Neat article on Lee Won-Hee, current World Champ at 73kgs and Olympic team-member. Discusses his training, winning streak, loss to Jimmy Pedro at Korea Open, etc.


[Athens Olympics] Judo's Golden Boy Lee Won-hee Ready to Fight
By Kim Hyun-cheol
Staff Reporter


Lee is not only an Olympic team member but one of the favorites for gold in the -73 kilogram class. Emerging from almost out of nowhere, Lee has made a series of bold statements over the past year while wearing the colors of the national team.

Starting from the Paris Open in January 2003, he has achieved an unprecedented record of 48 straight wins with eight titles, including the World Championships and Universiade, before finally being defeated by Jimmy Pedro of the United States in the Korean Open final in December. Incredibly, 43 of the 48 wins were by Ippon _ earning him the nickname 'Mr. Ippon.'

``Time has flown with lightning speed this past year, tournament after tournament, but no doubt I've had the time of my life,'' Lee reminisced, but also showing some concern for what lies ahead. ``It looks like all the media are saying that the gold medal is already mine. The expectations are often burdensome but I feel lucky with it as well. It is not just for anyone, at least.''


(more excerpts)

Lee says winning the world title in Japan is the pinnacle of his career so far, while the Korea Open offered a lesson. Not only did the defeat end his spectacular run but the American had only recently come out of retirement.

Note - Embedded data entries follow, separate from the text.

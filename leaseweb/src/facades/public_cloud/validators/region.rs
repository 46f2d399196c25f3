use super::{quoted_list, RegionCapability};
use async_trait::async_trait;
use std::sync::Arc;
use tfplug::context::Context;
use tfplug::types::Diagnostics;
use tfplug::validator::{StringRequest, StringValidator};

/// Region must be one the service knows about
pub struct RegionValidator {
    capability: Arc<dyn RegionCapability>,
}

impl RegionValidator {
    pub fn new(capability: Arc<dyn RegionCapability>) -> Self {
        Self { capability }
    }
}

#[async_trait]
impl StringValidator for RegionValidator {
    fn description(&self) -> String {
        "region must exist".to_string()
    }

    async fn validate_string(
        &self,
        ctx: &Context,
        request: &StringRequest,
        diagnostics: &mut Diagnostics,
    ) {
        let Some(region) = request.config_value.as_known() else {
            return;
        };

        match self.capability.does_region_exist(ctx, region).await {
            Ok((true, _)) => {}
            Ok((false, available)) => diagnostics.add_attribute_error(
                request.path.clone(),
                "Invalid Region",
                format!(
                    "Attribute {} value must be one of: {}, got: \"{}\"",
                    request.path,
                    quoted_list(&available),
                    region
                ),
            ),
            Err(e) => {
                tracing::error!(region = %region, error = %e, "Region lookup failed");
                diagnostics.push(
                    e.to_diagnostic("Cannot look up regions")
                        .with_attribute(request.path.clone()),
                );
            }
        }
    }
}
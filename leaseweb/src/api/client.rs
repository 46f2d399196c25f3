use reqwest::{Method, RequestBuilder};
use serde::de::DeserializeOwned;
use serde::Serialize;
use std::sync::Arc;
use std::time::Duration;
use tfplug::context::Context;
use url::Url;

use super::dedicated_server::DedicatedServerApi;
use super::error::ApiError;
use super::public_cloud::PublicCloudApi;

/// Header carrying the API token
pub const AUTH_HEADER: &str = "X-LSW-Auth";

const REQUEST_TIMEOUT: Duration = Duration::from_secs(60);

/// Leaseweb API client, cheap to clone
#[derive(Clone)]
pub struct Client {
    inner: Arc<ClientInner>,
}

struct ClientInner {
    http_client: reqwest::Client,
    base_url: Url,
    token: String,
}

impl Client {
    /// `base_url` is `scheme://host`, e.g. `https://api.leaseweb.com`
    pub fn new(base_url: &str, token: &str) -> Result<Self, ApiError> {
        let base_url = Url::parse(base_url.trim_end_matches('/'))?;
        if base_url.cannot_be_a_base() {
            return Err(ApiError::InvalidUrl(base_url.to_string()));
        }

        let http_client = reqwest::Client::builder()
            .timeout(REQUEST_TIMEOUT)
            .build()?;

        Ok(Self {
            inner: Arc::new(ClientInner {
                http_client,
                base_url,
                token: token.to_string(),
            }),
        })
    }

    pub fn from_host(scheme: &str, host: &str, token: &str) -> Result<Self, ApiError> {
        Self::new(&format!("{}://{}", scheme, host), token)
    }

    pub fn base_url(&self) -> &Url {
        &self.inner.base_url
    }

    /// Public cloud operations
    pub fn public_cloud(&self) -> PublicCloudApi<'_> {
        PublicCloudApi::new(self)
    }

    /// Dedicated server operations
    pub fn dedicated_servers(&self) -> DedicatedServerApi<'_> {
        DedicatedServerApi::new(self)
    }

    pub async fn get<T: DeserializeOwned>(&self, ctx: &Context, path: &str) -> Result<T, ApiError> {
        self.get_with_query(ctx, path, &[]).await
    }

    pub async fn get_with_query<T: DeserializeOwned>(
        &self,
        ctx: &Context,
        path: &str,
        query: &[(&str, String)],
    ) -> Result<T, ApiError> {
        let mut url = self.url(path)?;
        if !query.is_empty() {
            url.query_pairs_mut()
                .extend_pairs(query.iter().map(|(k, v)| (*k, v.as_str())));
        }

        let request = self.inner.http_client.get(url.clone());
        let body = self.execute(ctx, Method::GET, &url, request).await?;
        parse(&body)
    }

    pub async fn post<T: DeserializeOwned, B: Serialize + ?Sized>(
        &self,
        ctx: &Context,
        path: &str,
        body: &B,
    ) -> Result<T, ApiError> {
        let url = self.url(path)?;
        let request = self.inner.http_client.post(url.clone()).json(body);
        let body = self.execute(ctx, Method::POST, &url, request).await?;
        parse(&body)
    }

    /// POST whose response body is ignored
    pub async fn post_action<B: Serialize + ?Sized>(
        &self,
        ctx: &Context,
        path: &str,
        body: &B,
    ) -> Result<(), ApiError> {
        let url = self.url(path)?;
        let request = self.inner.http_client.post(url.clone()).json(body);
        self.execute(ctx, Method::POST, &url, request).await?;
        Ok(())
    }

    pub async fn put<T: DeserializeOwned, B: Serialize + ?Sized>(
        &self,
        ctx: &Context,
        path: &str,
        body: &B,
    ) -> Result<T, ApiError> {
        let url = self.url(path)?;
        let request = self.inner.http_client.put(url.clone()).json(body);
        let body = self.execute(ctx, Method::PUT, &url, request).await?;
        parse(&body)
    }

    /// PUT whose response body is ignored
    pub async fn put_action<B: Serialize + ?Sized>(
        &self,
        ctx: &Context,
        path: &str,
        body: &B,
    ) -> Result<(), ApiError> {
        let url = self.url(path)?;
        let request = self.inner.http_client.put(url.clone()).json(body);
        self.execute(ctx, Method::PUT, &url, request).await?;
        Ok(())
    }

    pub async fn delete(&self, ctx: &Context, path: &str) -> Result<(), ApiError> {
        let url = self.url(path)?;
        let request = self.inner.http_client.delete(url.clone());
        self.execute(ctx, Method::DELETE, &url, request).await?;
        Ok(())
    }

    fn url(&self, path: &str) -> Result<Url, ApiError> {
        let base = self.inner.base_url.as_str().trim_end_matches('/');
        Ok(Url::parse(&format!("{}{}", base, path))?)
    }

    /// Sends the request and returns the raw body of a 2xx response
    async fn execute(
        &self,
        ctx: &Context,
        method: Method,
        url: &Url,
        request: RequestBuilder,
    ) -> Result<String, ApiError> {
        tracing::debug!("{} request to: {}", method, url);

        let request = request.header(AUTH_HEADER, &self.inner.token);

        let response = tokio::select! {
            biased;
            _ = ctx.cancelled() => {
                tracing::debug!("{} {} cancelled", method, url);
                return Err(ApiError::Cancelled);
            }
            response = request.send() => response?,
        };

        let status = response.status();
        let body = tokio::select! {
            biased;
            _ = ctx.cancelled() => return Err(ApiError::Cancelled),
            body = response.text() => body?,
        };

        if !status.is_success() {
            tracing::error!("{} {} returned {}: {}", method, url, status, body);
            return Err(ApiError::from_response(status, &body));
        }

        tracing::debug!("API response body: {}", body);
        Ok(body)
    }
}

fn parse<T: DeserializeOwned>(body: &str) -> Result<T, ApiError> {
    // Action endpoints answer 204 without a body
    let body = if body.trim().is_empty() { "null" } else { body };

    serde_json::from_str(body).map_err(|e| {
        tracing::error!("Failed to deserialize response: {}, body: {}", e, body);
        ApiError::Parse(e.to_string())
    })
}
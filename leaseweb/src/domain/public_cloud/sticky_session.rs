#[derive(Debug, Clone, PartialEq, Eq, Default)]
pub struct StickySession {
    pub enabled: bool,
    pub max_life_time: i64,
}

``It felt quite sour when I was defeated by Pedro last December in extra time,'' Lee confessed. ``But again, I take it as an opportunity for me to improve. I could learn I'm a loser the moment I begin to become complacent.''

Most judo fans might expect Lee to be building kind of rivalry with the veteran judoka from the United States for the upcoming Olympics. But he stops such talk short when asked who his biggest contenders are at Athens.

``All participants are my contenders on an equal basis,'' he said. ``Judo is a 'momentary' art _ I can throw anyone with the right skill and the right timing and vice versa. I study all the players I meet in competition. Any one of them can beat me if I'm not well prepared for them.''


That guy is a freak. I've never seen such a dominant performance as the one he put on at the worlds (ok, maybe Inoue). That one-handed Tai-Otoshi he did in the finals was...well....just rediculous

Thanks for the article. Interesting and very well-written. Though I find it funny that you have to "escape" from the training center at night, that's what you call training!